• DESCRIPTION OF THE TASK
Quote the entries below from the line with "let unique = r.read_unique_pointer::<u32>()?;" through the line with "self.observed_alias = match", both ends included, and only those lines.
=== SUPPLIED MATERIAL ===
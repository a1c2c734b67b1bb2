//! Shared fixtures for the integration tests: a test interface with a few
//! operations, a loopback server launcher, and a mock security mechanism.
#![allow(dead_code)]

use bytes::Bytes;
use msrpc::{
    AuthType, FaultCode, NdrReader, NdrWriter, Operation, RpcError, RpcServer, SecurityProvider,
    SecurityStep, ServerHandle, Shared, SyntaxId, Uuid,
};
use std::net::SocketAddr;
use std::sync::Arc;
use std::time::Duration;
use tokio::net::TcpListener;

pub const ECHO_UUID: &str = "f1a2b3c4-d5e6-4890-abcd-ef1234567890";
pub const SECOND_UUID: &str = "0a0b0c0d-1111-4222-8333-444455556666";

pub fn echo_syntax() -> SyntaxId {
    SyntaxId::new(Uuid::parse(ECHO_UUID).unwrap(), 1, 0)
}

pub fn second_syntax() -> SyntaxId {
    SyntaxId::new(Uuid::parse(SECOND_UUID).unwrap(), 2, 1)
}

pub fn init_logging() {
    let _ = tracing_subscriber::fmt()
        .with_env_filter(
            tracing_subscriber::EnvFilter::try_from_default_env()
                .unwrap_or_else(|_| "warn".into()),
        )
        .with_test_writer()
        .try_init();
}

/// Opnum 0: echo a byte array.
#[derive(Debug, Default)]
pub struct EchoOp {
    pub input: Vec<u8>,
    pub output: Vec<u8>,
}

impl Operation for EchoOp {
    fn opnum(&self) -> u16 {
        0
    }

    fn op_name(&self) -> &'static str {
        "/echo/v1/Echo"
    }

    fn marshal_request(&mut self, w: &mut NdrWriter) -> msrpc_ndr::Result<()> {
        w.write_conformant_array(&self.input)?;
        w.write_deferred()
    }

    fn unmarshal_request(&mut self, r: &mut NdrReader) -> msrpc_ndr::Result<()> {
        self.input = r.read_conformant_array()?;
        r.read_deferred()
    }

    fn marshal_response(&mut self, w: &mut NdrWriter) -> msrpc_ndr::Result<()> {
        w.write_conformant_array(&self.output)?;
        w.write_deferred()
    }

    fn unmarshal_response(&mut self, r: &mut NdrReader) -> msrpc_ndr::Result<()> {
        self.output = r.read_conformant_array()?;
        r.read_deferred()
    }
}

/// Opnum 1: server sleeps for the requested duration, then echoes it.
#[derive(Debug, Default)]
pub struct DelayOp {
    pub millis: u64,
}

impl Operation for DelayOp {
    fn opnum(&self) -> u16 {
        1
    }

    fn op_name(&self) -> &'static str {
        "/echo/v1/Delay"
    }

    fn marshal_request(&mut self, w: &mut NdrWriter) -> msrpc_ndr::Result<()> {
        w.write_u64(self.millis);
        Ok(())
    }

    fn unmarshal_request(&mut self, r: &mut NdrReader) -> msrpc_ndr::Result<()> {
        self.millis = r.read_u64()?;
        Ok(())
    }

    fn marshal_response(&mut self, w: &mut NdrWriter) -> msrpc_ndr::Result<()> {
        w.write_u64(self.millis);
        Ok(())
    }

    fn unmarshal_response(&mut self, r: &mut NdrReader) -> msrpc_ndr::Result<()> {
        self.millis = r.read_u64()?;
        Ok(())
    }
}

/// Opnum 2: a unique pointer plus two full pointers to the same target.
/// The server reports what it observed: presence, aliasing, and the value.
#[derive(Debug, Default)]
pub struct ProbePointersOp {
    // client inputs
    pub maybe: Option<u32>,
    pub shared: Option<Arc<u32>>,
    // server observations, echoed back
    pub observed_unique: bool,
    pub observed_alias: bool,
    pub observed_value: u32,
}

impl Operation for ProbePointersOp {
    fn opnum(&self) -> u16 {
        2
    }

    fn op_name(&self) -> &'static str {
        "/echo/v1/ProbePointers"
    }

    fn marshal_request(&mut self, w: &mut NdrWriter) -> msrpc_ndr::Result<()> {
        w.write_unique_data(self.maybe.as_ref())?;
        match &self.shared {
            Some(target) => {
                w.write_full_pointer(Some(target))?;
                w.write_full_pointer(Some(target))?;
            }
            None => {
                w.write_full_pointer::<u32>(None)?;
                w.write_full_pointer::<u32>(None)?;
            }
        }
        w.write_deferred()
    }

    fn unmarshal_request(&mut self, r: &mut NdrReader) -> msrpc_ndr::Result<()> {
        let unique = r.read_unique_pointer::<u32>()?;
        let first = r.read_full_pointer::<u32>()?;
        let second = r.read_full_pointer::<u32>()?;
        r.read_deferred()?;

        self.observed_unique = unique.is_some();
        self.observed_alias = match (&first, &second) {
            (Some(a), Some(b)) => Shared::ptr_eq(a, b),
            _ => false,
        };
        self.observed_value = match &first {
            Some(shared) => *shared.value()?,
            None => 0,
        };
        Ok(())
    }

    fn marshal_response(&mut self, w: &mut NdrWriter) -> msrpc_ndr::Result<()> {
        w.write_data(&self.observed_unique)?;
        w.write_data(&self.observed_alias)?;
        w.write_u32(self.observed_value);
        Ok(())
    }

    fn unmarshal_response(&mut self, r: &mut NdrReader) -> msrpc_ndr::Result<()> {
        self.observed_unique = r.read_data()?;
        self.observed_alias = r.read_data()?;
        self.observed_value = r.read_u32()?;
        Ok(())
    }
}

/// Opnum 3: returns `count` pattern bytes, for response-side fragmentation.
#[derive(Debug, Default)]
pub struct GenerateOp {
    pub count: u32,
    pub data: Vec<u8>,
}

impl Operation for GenerateOp {
    fn opnum(&self) -> u16 {
        3
    }

    fn op_name(&self) -> &'static str {
        "/echo/v1/Generate"
    }

    fn marshal_request(&mut self, w: &mut NdrWriter) -> msrpc_ndr::Result<()> {
        w.write_u32(self.count);
        Ok(())
    }

    fn unmarshal_request(&mut self, r: &mut NdrReader) -> msrpc_ndr::Result<()> {
        self.count = r.read_u32()?;
        Ok(())
    }

    fn marshal_response(&mut self, w: &mut NdrWriter) -> msrpc_ndr::Result<()> {
        w.write_conformant_array(&self.data)?;
        w.write_deferred()
    }

    fn unmarshal_response(&mut self, r: &mut NdrReader) -> msrpc_ndr::Result<()> {
        self.data = r.read_conformant_array()?;
        r.read_deferred()
    }
}

pub fn pattern(len: usize) -> Vec<u8> {
    (0..len).map(|i| (i % 251) as u8).collect()
}

/// The dispatcher for the echo interface, in the generated `*ServerHandle`
/// shape: unmarshal, execute, return the operation ready to respond.
pub fn echo_handle() -> ServerHandle {
    Arc::new(
        |opnum: u16, r: &mut NdrReader| -> msrpc::Result<Box<dyn Operation>> {
            match opnum {
                0 => {
                    let mut op = EchoOp::default();
                    op.unmarshal_request(r)?;
                    op.output = op.input.clone();
                    Ok(Box::new(op))
                }
                1 => {
                    let mut op = DelayOp::default();
                    op.unmarshal_request(r)?;
                    std::thread::sleep(Duration::from_millis(op.millis));
                    Ok(Box::new(op))
                }
                2 => {
                    let mut op = ProbePointersOp::default();
                    op.unmarshal_request(r)?;
                    Ok(Box::new(op))
                }
                3 => {
                    let mut op = GenerateOp::default();
                    op.unmarshal_request(r)?;
                    op.data = pattern(op.count as usize);
                    Ok(Box::new(op))
                }
                7 => Err(RpcError::Fault {
                    code: FaultCode::AccessDenied,
                    did_not_execute: false,
                }),
                other => Err(RpcError::UnknownOperation(other)),
            }
        },
    )
}

/// Opnum 7 client side: always faulted by the server.
#[derive(Debug, Default)]
pub struct DeniedOp;

impl Operation for DeniedOp {
    fn opnum(&self) -> u16 {
        7
    }

    fn op_name(&self) -> &'static str {
        "/echo/v1/Denied"
    }

    fn marshal_request(&mut self, _w: &mut NdrWriter) -> msrpc_ndr::Result<()> {
        Ok(())
    }

    fn unmarshal_request(&mut self, _r: &mut NdrReader) -> msrpc_ndr::Result<()> {
        Ok(())
    }

    fn marshal_response(&mut self, _w: &mut NdrWriter) -> msrpc_ndr::Result<()> {
        Ok(())
    }

    fn unmarshal_response(&mut self, _r: &mut NdrReader) -> msrpc_ndr::Result<()> {
        Ok(())
    }
}

/// Start `server` on a loopback listener; returns the bound address.
pub async fn start_server(server: RpcServer) -> SocketAddr {
    let listener = TcpListener::bind("127.0.0.1:0").await.unwrap();
    let addr = listener.local_addr().unwrap();
    tokio::spawn(async move {
        let _ = server.serve(listener).await;
    });
    addr
}

/// Start a default server exposing the echo interface.
pub async fn start_echo_server() -> SocketAddr {
    let server = RpcServer::new();
    server.register(echo_syntax(), echo_handle());
    start_server(server).await
}

/// Mock three-leg mechanism (negotiate -> challenge -> response) with
/// checksum signing and XOR sealing. Stands in for a real SSPI package.
pub struct TestProvider {
    is_client: bool,
    legs: usize,
}

impl TestProvider {
    pub fn client() -> Box<dyn SecurityProvider> {
        Box::new(Self {
            is_client: true,
            legs: 0,
        })
    }

    pub fn server() -> Box<dyn SecurityProvider> {
        Box::new(Self {
            is_client: false,
            legs: 0,
        })
    }
}

impl SecurityProvider for TestProvider {
    fn auth_type(&self) -> AuthType {
        AuthType::Ntlm
    }

    fn step(&mut self, peer_token: Option<&[u8]>) -> msrpc::Result<SecurityStep> {
        self.legs += 1;
        if self.is_client {
            match (self.legs, peer_token) {
                (1, None) => Ok(SecurityStep {
                    token: Some(Bytes::from_static(b"NEGOTIATE")),
                    complete: false,
                }),
                (2, Some(b"CHALLENGE")) => Ok(SecurityStep {
                    token: Some(Bytes::from_static(b"RESPONSE")),
                    complete: true,
                }),
                _ => Err(RpcError::HandshakeFailed("unexpected client leg".into())),
            }
        } else {
            match (self.legs, peer_token) {
                (1, Some(b"NEGOTIATE")) => Ok(SecurityStep {
                    token: Some(Bytes::from_static(b"CHALLENGE")),
                    complete: false,
                }),
                (2, Some(b"RESPONSE")) => Ok(SecurityStep {
                    token: None,
                    complete: true,
                }),
                _ => Err(RpcError::HandshakeFailed("unexpected server leg".into())),
            }
        }
    }

    fn signature_len(&self) -> usize {
        8
    }

    fn sign(&self, data: &[u8]) -> msrpc::Result<Bytes> {
        let mut sum = 0xcbf2_9ce4_8422_2325u64;
        for &byte in data {
            sum = (sum ^ byte as u64).wrapping_mul(0x0000_0100_0000_01b3);
        }
        Ok(Bytes::copy_from_slice(&sum.to_le_bytes()))
    }

    fn verify(&self, data: &[u8], signature: &[u8]) -> msrpc::Result<()> {
        if self.sign(data)?.as_ref() == signature {
            Ok(())
        } else {
            Err(RpcError::IntegrityViolation)
        }
    }

    fn seal(&self, stub: &[u8]) -> msrpc::Result<Bytes> {
        Ok(stub.iter().map(|b| b ^ 0xA5).collect())
    }

    fn unseal(&self, stub: &[u8]) -> msrpc::Result<Bytes> {
        self.seal(stub)
    }
}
===
• WRITTEN SOLUTION
        let unique = r.read_unique_pointer::<u32>()?;
        let first = r.read_full_pointer::<u32>()?;
        let second = r.read_full_pointer::<u32>()?;
        r.read_deferred()?;

        self.observed_unique = unique.is_some();
        self.observed_alias = match (&first, &second) {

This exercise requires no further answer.